MaRV Scripts and Dataset

Nunes, Henrique; Sharma, Tushar; Figueiredo, Eduardo

doi:10.5281/zenodo.14450098

Published December 13, 2024 | Version v2

Dataset Open

MaRV Scripts and Dataset

Contacts:

website: https://labsoft-ufmg.github.io/

email: henrique.mg.bh@gmail.com

The MaRV dataset consists of 693 manually evaluated code pairs extracted from 126 GitHub Java repositories, covering four types of refactoring. The dataset also includes metadata describing the refactored elements. Each code pair was assessed by two reviewers selected from a pool of 40 participants. The MaRV dataset is continuously evolving and is supported by a web-based tool for evaluating refactoring representations. This dataset aims to enhance the accuracy and reliability of state-of-the-art models in refactoring tasks, such as refactoring candidate identification and code generation, by providing high-quality annotated data.

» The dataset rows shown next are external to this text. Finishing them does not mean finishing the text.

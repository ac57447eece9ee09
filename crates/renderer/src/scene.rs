//! The minimal scene: one fly camera, one static textured mesh, a handful of
//! point lights, plus the reload queues that keep the mesh and textures in
//! sync with disk.

use std::ops::Range;
use std::path::{Path, PathBuf};

use anyhow::Context;
use asset::{
    mesh::MaterialRange,
    obj::{ParseWarning, ParsedObj, load_obj_from_path},
    texture::{TextureImage, library_key},
    watch::{FileWatch, ReloadQueue, ReloadUpdate, watch_file},
};
use bytemuck::{Pod, Zeroable};
use corelib::{
    Mat4, Vec3,
    camera::FlyCamera,
    light::{MAX_POINT_LIGHTS, PointLight, active_lights},
};
use wgpu::{BindGroup, Buffer, RenderPass, RenderPipeline};

use crate::{
    GpuState,
    lowres::{COLOR_FORMAT, DEPTH_FORMAT, INTERNAL_RESOLUTION},
    mesh::{GpuMesh, MESH_VERTEX_LAYOUT},
    texture::{TextureLibrary, TextureUploader},
};

pub const LEVEL_LABEL: &str = "level";

#[repr(C)]
#[derive(Clone, Copy, Debug, Default, PartialEq, Pod, Zeroable)]
pub struct PointLightUniform {
    pub position: [f32; 3],
    pub radius: f32,
    pub colour: [f32; 3],
    _pad: f32,
}

impl From<&PointLight> for PointLightUniform {
    fn from(light: &PointLight) -> Self {
        Self {
            position: light.position.to_array(),
            radius: light.radius,
            colour: light.colour.to_array(),
            _pad: 0.0,
        }
    }
}

/// Mirrors `SceneUniforms` in `static.wgsl`.
#[repr(C)]
#[derive(Clone, Copy, Debug, PartialEq, Pod, Zeroable)]
pub struct SceneUniforms {
    pub projection: [[f32; 4]; 4],
    pub view: [[f32; 4]; 4],
    pub model: [[f32; 4]; 4],
    pub camera_pos: [f32; 3],
    pub ambient: f32,
    pub light_count: u32,
    _pad: [u32; 3],
    pub lights: [PointLightUniform; MAX_POINT_LIGHTS],
}

impl SceneUniforms {
    /// Pack camera, model and lights. Lights past [`MAX_POINT_LIGHTS`] are
    /// ignored.
    pub fn new(camera: &FlyCamera, model: Mat4, lights: &[PointLight], ambient: f32) -> Self {
        let active = active_lights(lights);
        let mut packed = [PointLightUniform::default(); MAX_POINT_LIGHTS];
        for (slot, light) in packed.iter_mut().zip(active) {
            *slot = light.into();
        }
        Self {
            projection: camera.projection.to_cols_array_2d(),
            view: camera.view().to_cols_array_2d(),
            model: model.to_cols_array_2d(),
            camera_pos: camera.position.to_array(),
            ambient,
            light_count: active.len() as u32,
            _pad: [0; 3],
            lights: packed,
        }
    }
}

/// One indexed draw with one bound texture.
#[derive(Clone, Debug, PartialEq)]
pub struct DrawCall<T> {
    pub texture: T,
    pub indices: Range<u32>,
}

/// Turn material ranges into draws. Ranges whose material has no texture, or
/// that cover no indices, are skipped.
pub fn plan_draws<T>(
    materials: &[MaterialRange],
    mut resolve: impl FnMut(&str) -> Option<T>,
) -> Vec<DrawCall<T>> {
    materials
        .iter()
        .filter(|range| !range.is_empty())
        .filter_map(|range| {
            resolve(&range.name).map(|texture| DrawCall {
                texture,
                indices: range.indices(),
            })
        })
        .collect()
}

/// What to load into a [`Scene`].
#[derive(Clone, Debug)]
pub struct SceneDesc {
    pub mesh: PathBuf,
    pub textures: Vec<PathBuf>,
    pub model: Mat4,
    pub camera: FlyCamera,
    pub lights: Vec<PointLight>,
    pub ambient: f32,
}

impl SceneDesc {
    /// The bundled level under `root`.
    pub fn jam_level(root: impl AsRef<Path>) -> Self {
        let root = root.as_ref();
        let textures = ["wall_stone", "wall_plain", "roof_wood", "floor_tiled"]
            .iter()
            .map(|name| root.join("textures").join(format!("{name}.png")))
            .collect();
        Self {
            mesh: root.join("meshes").join("floor1.obj"),
            textures,
            model: Mat4::IDENTITY,
            camera: FlyCamera::jam_default(INTERNAL_RESOLUTION),
            lights: vec![
                PointLight::new(Vec3::new(1.0, 0.0, -4.0), Vec3::new(1.0, 0.85, 0.5), 3.0),
                PointLight::new(Vec3::new(-5.7, -0.6, -6.1), Vec3::new(0.6, 0.88, 1.0), 5.0),
            ],
            ambient: 0.05,
        }
    }
}

pub struct StaticMesh {
    pub model: Mat4,
    pub mesh: GpuMesh,
}

pub fn log_warnings(warnings: &[ParseWarning]) {
    for warning in warnings {
        log::warn!("{warning}");
    }
}

fn log_unassigned(parsed: &ParsedObj) {
    let unassigned = parsed.mesh.unassigned_range();
    if !unassigned.is_empty() {
        log::debug!(
            "{} indices precede the first usemtl and are not drawn",
            unassigned.len()
        );
    }
}

pub struct Scene {
    pub camera: FlyCamera,
    level: StaticMesh,
    lights: Vec<PointLight>,
    ambient: f32,
    textures: TextureLibrary,
    uploader: TextureUploader,
    pipeline: RenderPipeline,
    uniform_buffer: Buffer,
    uniform_bg: BindGroup,
    mesh_reloads: ReloadQueue<String, ParsedObj>,
    texture_reloads: ReloadQueue<String, TextureImage>,
    watches: Vec<FileWatch>,
}

impl Scene {
    /// Load everything `desc` names and build the lit pipeline. With `watch`
    /// set, the mesh and every texture are watched for changes.
    pub fn build(gpu: &GpuState, desc: &SceneDesc, watch: bool) -> anyhow::Result<Self> {
        let device = &gpu.device;

        let parsed = load_obj_from_path(&desc.mesh)?;
        log_warnings(&parsed.warnings);
        log_unassigned(&parsed);
        log::info!(
            "Loaded mesh {} ({} vertices, {} materials)",
            desc.mesh.display(),
            parsed.mesh.vertices.len(),
            parsed.mesh.materials.len()
        );
        let level = StaticMesh {
            model: desc.model,
            mesh: GpuMesh::upload(device, LEVEL_LABEL, &parsed.mesh),
        };

        let uploader = TextureUploader::new(device);
        let mut textures = TextureLibrary::new();
        for path in &desc.textures {
            uploader
                .load(device, &gpu.queue, path, Some(&mut textures))
                .with_context(|| format!("Failed to load texture {}", path.display()))?;
        }
        log::info!("Texture library holds {} textures", textures.len());

        let uniforms = SceneUniforms::new(&desc.camera, desc.model, &desc.lights, desc.ambient);
        let uniform_buffer = device.create_buffer(&wgpu::BufferDescriptor {
            label: Some("Scene Uniforms"),
            size: std::mem::size_of_val(&uniforms) as u64,
            usage: wgpu::BufferUsages::UNIFORM | wgpu::BufferUsages::COPY_DST,
            mapped_at_creation: false,
        });
        gpu.queue
            .write_buffer(&uniform_buffer, 0, bytemuck::bytes_of(&uniforms));

        let uniform_bgl = device.create_bind_group_layout(&wgpu::BindGroupLayoutDescriptor {
            label: Some("Scene BGL"),
            entries: &[wgpu::BindGroupLayoutEntry {
                binding: 0,
                visibility: wgpu::ShaderStages::VERTEX_FRAGMENT,
                ty: wgpu::BindingType::Buffer {
                    ty: wgpu::BufferBindingType::Uniform,
                    has_dynamic_offset: false,
                    min_binding_size: None,
                },
                count: None,
            }],
        });
        let uniform_bg = device.create_bind_group(&wgpu::BindGroupDescriptor {
            label: Some("Scene BG"),
            layout: &uniform_bgl,
            entries: &[wgpu::BindGroupEntry {
                binding: 0,
                resource: uniform_buffer.as_entire_binding(),
            }],
        });

        let shader = device.create_shader_module(wgpu::ShaderModuleDescriptor {
            label: Some("Static WGSL"),
            source: wgpu::ShaderSource::Wgsl(include_str!("shaders/static.wgsl").into()),
        });
        let layout = device.create_pipeline_layout(&wgpu::PipelineLayoutDescriptor {
            label: Some("Static PipelineLayout"),
            bind_group_layouts: &[&uniform_bgl, uploader.layout()],
            push_constant_ranges: &[],
        });
        let pipeline = device.create_render_pipeline(&wgpu::RenderPipelineDescriptor {
            label: Some("Static Pipeline"),
            layout: Some(&layout),
            vertex: wgpu::VertexState {
                module: &shader,
                entry_point: Some("vs_main"),
                buffers: &[MESH_VERTEX_LAYOUT],
                compilation_options: wgpu::PipelineCompilationOptions::default(),
            },
            fragment: Some(wgpu::FragmentState {
                module: &shader,
                entry_point: Some("fs_main"),
                targets: &[Some(wgpu::ColorTargetState {
                    format: COLOR_FORMAT,
                    blend: Some(wgpu::BlendState::REPLACE),
                    write_mask: wgpu::ColorWrites::ALL,
                })],
                compilation_options: wgpu::PipelineCompilationOptions::default(),
            }),
            primitive: wgpu::PrimitiveState {
                topology: wgpu::PrimitiveTopology::TriangleList,
                front_face: wgpu::FrontFace::Ccw,
                cull_mode: Some(wgpu::Face::Back),
                ..Default::default()
            },
            depth_stencil: Some(wgpu::DepthStencilState {
                format: DEPTH_FORMAT,
                depth_write_enabled: true,
                depth_compare: wgpu::CompareFunction::Less,
                stencil: wgpu::StencilState::default(),
                bias: wgpu::DepthBiasState::default(),
            }),
            multisample: wgpu::MultisampleState::default(),
            multiview: None,
            cache: None,
        });

        let mut scene = Self {
            camera: desc.camera,
            level,
            lights: desc.lights.clone(),
            ambient: desc.ambient,
            textures,
            uploader,
            pipeline,
            uniform_buffer,
            uniform_bg,
            mesh_reloads: ReloadQueue::default(),
            texture_reloads: ReloadQueue::default(),
            watches: Vec::new(),
        };
        if watch {
            scene.watch(desc)?;
        }
        Ok(scene)
    }

    fn watch(&mut self, desc: &SceneDesc) -> anyhow::Result<()> {
        self.watches.push(watch_file(
            desc.mesh.clone(),
            LEVEL_LABEL.to_owned(),
            self.mesh_reloads.stager(),
            |path: &Path| load_obj_from_path(path),
        )?);
        for path in &desc.textures {
            self.watches.push(watch_file(
                path.clone(),
                library_key(path),
                self.texture_reloads.stager(),
                |path: &Path| TextureImage::load(path),
            )?);
        }
        log::info!("Hot reload enabled for {} files", self.watches.len());
        Ok(())
    }

    /// Check every reload queue once and apply whatever was staged. Never
    /// blocks. Returns the number of updates applied.
    pub fn poll_reloads(&mut self, gpu: &GpuState) -> usize {
        let level = &mut self.level;
        let meshes = self
            .mesh_reloads
            .poll_and_apply(|update| apply_mesh_update(gpu, level, update));

        let (uploader, library) = (&self.uploader, &mut self.textures);
        let textures = self.texture_reloads.poll_and_apply(|update| {
            match uploader.replace_in_library(
                &gpu.device,
                &gpu.queue,
                library,
                &update.target,
                &update.payload,
            ) {
                Some(how) => log::info!("Reloaded texture {} ({how:?})", update.target),
                None => log::warn!("Reloaded texture {} is not in the library", update.target),
            }
        });

        usize::from(meshes) + usize::from(textures)
    }

    /// Upload this frame's camera and light uniforms.
    pub fn prepare(&self, queue: &wgpu::Queue) {
        let uniforms =
            SceneUniforms::new(&self.camera, self.level.model, &self.lights, self.ambient);
        queue.write_buffer(&self.uniform_buffer, 0, bytemuck::bytes_of(&uniforms));
    }

    /// Record the level draws into `pass`: one draw per textured material range.
    pub fn draw(&self, pass: &mut RenderPass<'_>) {
        let mesh = &self.level.mesh;
        let draws = plan_draws(mesh.materials(), |name| self.textures.lookup(name));
        if draws.is_empty() {
            return;
        }

        pass.set_pipeline(&self.pipeline);
        pass.set_bind_group(0, &self.uniform_bg, &[]);
        mesh.bind(pass);
        for call in draws {
            pass.set_bind_group(1, call.texture.bind_group(), &[]);
            mesh.draw_range(pass, call.indices);
        }
    }
}

fn apply_mesh_update(
    gpu: &GpuState,
    level: &mut StaticMesh,
    update: ReloadUpdate<String, ParsedObj>,
) {
    let parsed = update.payload;
    log_warnings(&parsed.warnings);
    log_unassigned(&parsed);
    let (vb, ib) = level.mesh.replace(&gpu.device, &gpu.queue, &parsed.mesh);
    log::info!(
        "Reloaded mesh {} ({} vertices; vertex buffer {vb:?}, index buffer {ib:?})",
        update.target,
        parsed.mesh.vertices.len()
    );
}
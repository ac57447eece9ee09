//! OBJ subset parser: `v`, `vn`, `vt`, triangle-only `f`, `usemtl`.
//!
//! Malformed lines never abort a parse; they are reported as [`ParseWarning`]s
//! and skipped. Every face corner becomes its own vertex (no deduplication),
//! and V texture coordinates are flipped to the top-left texture origin.

use std::{
    fmt,
    fs::File,
    io::{self, BufRead, BufReader},
    path::{Path, PathBuf},
};

use anyhow::Context;
use thiserror::Error;

use crate::mesh::{MaterialRange, Mesh, MeshVertex};

/// Normal given to corners whose face did not commit normals.
const DEFAULT_NORMAL: [f32; 3] = [0.0, 0.0, 1.0];
/// Raw texture coordinate given to corners whose face did not commit UVs.
const DEFAULT_TEXCOORD: [f32; 2] = [0.0, 0.0];

#[derive(Clone, Copy, Debug, PartialEq, Eq)]
pub enum Attribute {
    Position,
    TexCoord,
    Normal,
}

impl fmt::Display for Attribute {
    fn fmt(&self, f: &mut fmt::Formatter<'_>) -> fmt::Result {
        f.write_str(match self {
            Attribute::Position => "position",
            Attribute::TexCoord => "texture coordinate",
            Attribute::Normal => "normal",
        })
    }
}

#[derive(Debug, Error)]
pub enum ObjError {
    #[error("failed to read OBJ data")]
    Io(#[from] io::Error),
    #[error("OBJ data is empty")]
    Empty,
    #[error("face references {attribute} {index}, but only {available} were declared")]
    IndexOutOfRange {
        attribute: Attribute,
        index: u32,
        available: usize,
    },
    #[error("too many face corners for 32-bit indices")]
    TooManyVertices,
}

/// A non-fatal problem on one line of input.
#[derive(Clone, Debug, PartialEq, Eq)]
pub struct ParseWarning {
    /// Set by path-based loading; `None` for in-memory sources.
    pub filename: Option<PathBuf>,
    /// 1-based.
    pub line: usize,
    pub message: String,
}

impl ParseWarning {
    fn new(line: usize, message: impl Into<String>) -> Self {
        Self {
            filename: None,
            line,
            message: message.into(),
        }
    }
}

impl fmt::Display for ParseWarning {
    fn fmt(&self, f: &mut fmt::Formatter<'_>) -> fmt::Result {
        match &self.filename {
            Some(path) => write!(f, "{}:{}: {}", path.display(), self.line, self.message),
            None => write!(f, "line {}: {}", self.line, self.message),
        }
    }
}

/// Result of a successful parse.
#[derive(Clone, Debug)]
pub struct ParsedObj {
    pub mesh: Mesh,
    pub warnings: Vec<ParseWarning>,
}

/// Load an OBJ mesh from a file path. Warnings are stamped with the path.
pub fn load_obj_from_path(path: impl AsRef<Path>) -> anyhow::Result<ParsedObj> {
    let path = path.as_ref();
    let file =
        File::open(path).with_context(|| format!("Failed to open OBJ file: {}", path.display()))?;
    let mut parsed = parse_obj(BufReader::new(file))
        .with_context(|| format!("Failed to parse OBJ file: {}", path.display()))?;
    for warning in &mut parsed.warnings {
        warning.filename = Some(path.to_path_buf());
    }
    Ok(parsed)
}

/// Convenience helper to parse an OBJ string literal.
pub fn load_obj_from_str(contents: &str) -> Result<ParsedObj, ObjError> {
    parse_obj(io::Cursor::new(contents))
}

/// Parse `\n`-delimited OBJ records from any [`BufRead`].
pub fn parse_obj<R: BufRead>(reader: R) -> Result<ParsedObj, ObjError> {
    let mut acc = ObjAccumulator::default();
    let mut warnings = Vec::new();

    for (index, record) in reader.split(b'\n').enumerate() {
        let record = record?;
        // Bytes that are not UTF-8 (Latin-1 exporter comments, mostly) are
        // replaced rather than failing the whole file.
        let decoded = String::from_utf8_lossy(&record);
        let line = decoded.strip_suffix('\r').unwrap_or(&decoded);
        let line_no = index + 1;
        if line.is_empty() || line.starts_with('#') {
            continue;
        }

        // Single-space tokenisation: doubled spaces yield empty tokens and
        // trip the arity checks below.
        let components: Vec<&str> = line.split(' ').collect();
        let args = &components[1..];

        match components[0] {
            "v" => {
                if args.len() != 3 {
                    warnings.push(ParseWarning::new(
                        line_no,
                        "vertex must have 3 space-separated components",
                    ));
                    continue;
                }
                let position =
                    parse_floats(args, "could not parse vertex component", line_no, &mut warnings);
                acc.positions.push(position);
            }
            "vn" => {
                if args.len() != 3 {
                    warnings.push(ParseWarning::new(
                        line_no,
                        "vertex normal must have 3 space-separated components",
                    ));
                    continue;
                }
                let normal =
                    parse_floats(args, "could not parse vertex normal", line_no, &mut warnings);
                acc.normals.push(normal);
            }
            "vt" => {
                if args.len() != 2 {
                    warnings.push(ParseWarning::new(
                        line_no,
                        "texture coordinates must have 2 space-separated components",
                    ));
                    continue;
                }
                let texcoord = parse_floats(
                    args,
                    "could not parse texture coordinate",
                    line_no,
                    &mut warnings,
                );
                acc.texcoords.push(texcoord);
            }
            "f" => {
                if args.len() != 3 {
                    warnings.push(ParseWarning::new(
                        line_no,
                        "face must have 3 space-separated components",
                    ));
                    continue;
                }
                let face = parse_face([args[0], args[1], args[2]], line_no, &mut warnings);
                acc.commit_face(face);
            }
            "usemtl" => {
                if args.len() == 1 {
                    acc.use_material(args[0]);
                }
            }
            // `o`, `g`, `s`, `mtllib` and anything else are not interpreted.
            _ => {}
        }
    }

    let mesh = acc.finish()?;
    Ok(ParsedObj { mesh, warnings })
}
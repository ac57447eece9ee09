//! Entry point for lowrez: logging, CLI flags, run.

use std::path::PathBuf;

use anyhow::Result;
use platform::RunConfig;

fn parse_backend_arg(args: &[String]) -> wgpu::Backends {
    // Accept: --gpu-backend=auto|vulkan|dx12|metal|gl
    let mut backends = wgpu::Backends::all();
    for arg in args {
        if let Some(val) = arg.strip_prefix("--gpu-backend=") {
            backends = match val.to_ascii_lowercase().as_str() {
                "auto" => wgpu::Backends::all(),
                "vulkan" | "vk" => wgpu::Backends::VULKAN,
                "dx12" | "d3d12" => wgpu::Backends::DX12,
                "metal" | "mtl" => wgpu::Backends::METAL,
                "gl" | "opengl" | "gles" => wgpu::Backends::GL,
                other => {
                    log::warn!("Unknown backend '{other}', falling back to auto.");
                    wgpu::Backends::all()
                }
            };
        }
    }
    backends
}

fn parse_switch(args: &[String], flag: &str) -> bool {
    // --flag[=on|off], off when absent
    for arg in args {
        let Some(rest) = arg.strip_prefix(flag) else {
            continue;
        };
        if rest.is_empty() {
            return true;
        }
        if let Some(val) = rest.strip_prefix('=') {
            return matches!(
                val.to_ascii_lowercase().as_str(),
                "1" | "true" | "on" | "yes"
            );
        }
    }
    false
}

fn parse_path_arg(args: &[String], flag: &str) -> Option<PathBuf> {
    args.iter()
        .rev()
        .filter_map(|arg| arg.strip_prefix(flag)?.strip_prefix('='))
        .find(|val| !val.is_empty())
        .map(PathBuf::from)
}

fn parse_size_args(args: &[String]) -> (u32, u32) {
    let mut w: Option<u32> = None;
    let mut h: Option<u32> = None;

    for arg in args {
        if let Some(v) = arg.strip_prefix("--size=") {
            if let Some((sw, sh)) = v.split_once('x').or_else(|| v.split_once('X')) {
                if let (Ok(pw), Ok(ph)) = (sw.parse::<u32>(), sh.parse::<u32>()) {
                    w = Some(pw);
                    h = Some(ph);
                }
            }
        } else if let Some(v) = arg.strip_prefix("--width=") {
            if let Ok(pw) = v.parse::<u32>() {
                w = Some(pw);
            }
        } else if let Some(v) = arg.strip_prefix("--height=") {
            if let Ok(ph) = v.parse::<u32>() {
                h = Some(ph);
            }
        }
    }

    (w.unwrap_or(600).max(1), h.unwrap_or(600).max(1))
}

fn parse_config(args: &[String]) -> RunConfig {
    let (width, height) = parse_size_args(args);
    let defaults = RunConfig::default();
    RunConfig {
        backends: parse_backend_arg(args),
        watch: parse_switch(args, "--watch"),
        cpuprofile: parse_path_arg(args, "--cpuprofile"),
        width,
        height,
        resources: parse_path_arg(args, "--resources").unwrap_or(defaults.resources),
    }
}

fn main() -> Result<()> {
    env_logger::Builder::from_env(env_logger::Env::default().default_filter_or("info")).init();

    let args: Vec<String> = std::env::args().skip(1).collect();
    let config = parse_config(&args);
    log::info!(
        "Starting lowrez. Backend: {:?}, watch={}, cpuprofile={:?}, window_size={}x{}, \
         resources={}",
        config.backends,
        config.watch,
        config.cpuprofile,
        config.width,
        config.height,
        config.resources.display()
    );

    platform::run(config)?;

    log::info!("Graceful shutdown. Bye!");
    Ok(())
}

Our dataset is located at the path dataset/MaRV.json

The guidelines for replicating the study are provided below:

Requirements

1. Software Dependencies:

Python 3.10+ with packages in requirements.txt
Git: Required to clone repositories.
Java 17: RefactoringMiner requires Java 17 to perform the analysis.
PHP 8.0: Required to host the Web tool.
MySQL 8: Required to store the Web tool data.

2. Environment Variables:

Create a .env file based on .env.example in the src folder and set the variables:
- CSV_PATH: Path to the CSV file containing the list of repositories to be processed.
- CLONE_DIR: Directory where repositories will be cloned.
- JAVA_PATH: Path to the Java executable.
- REFACTORING_MINER_PATH: Path to RefactoringMiner.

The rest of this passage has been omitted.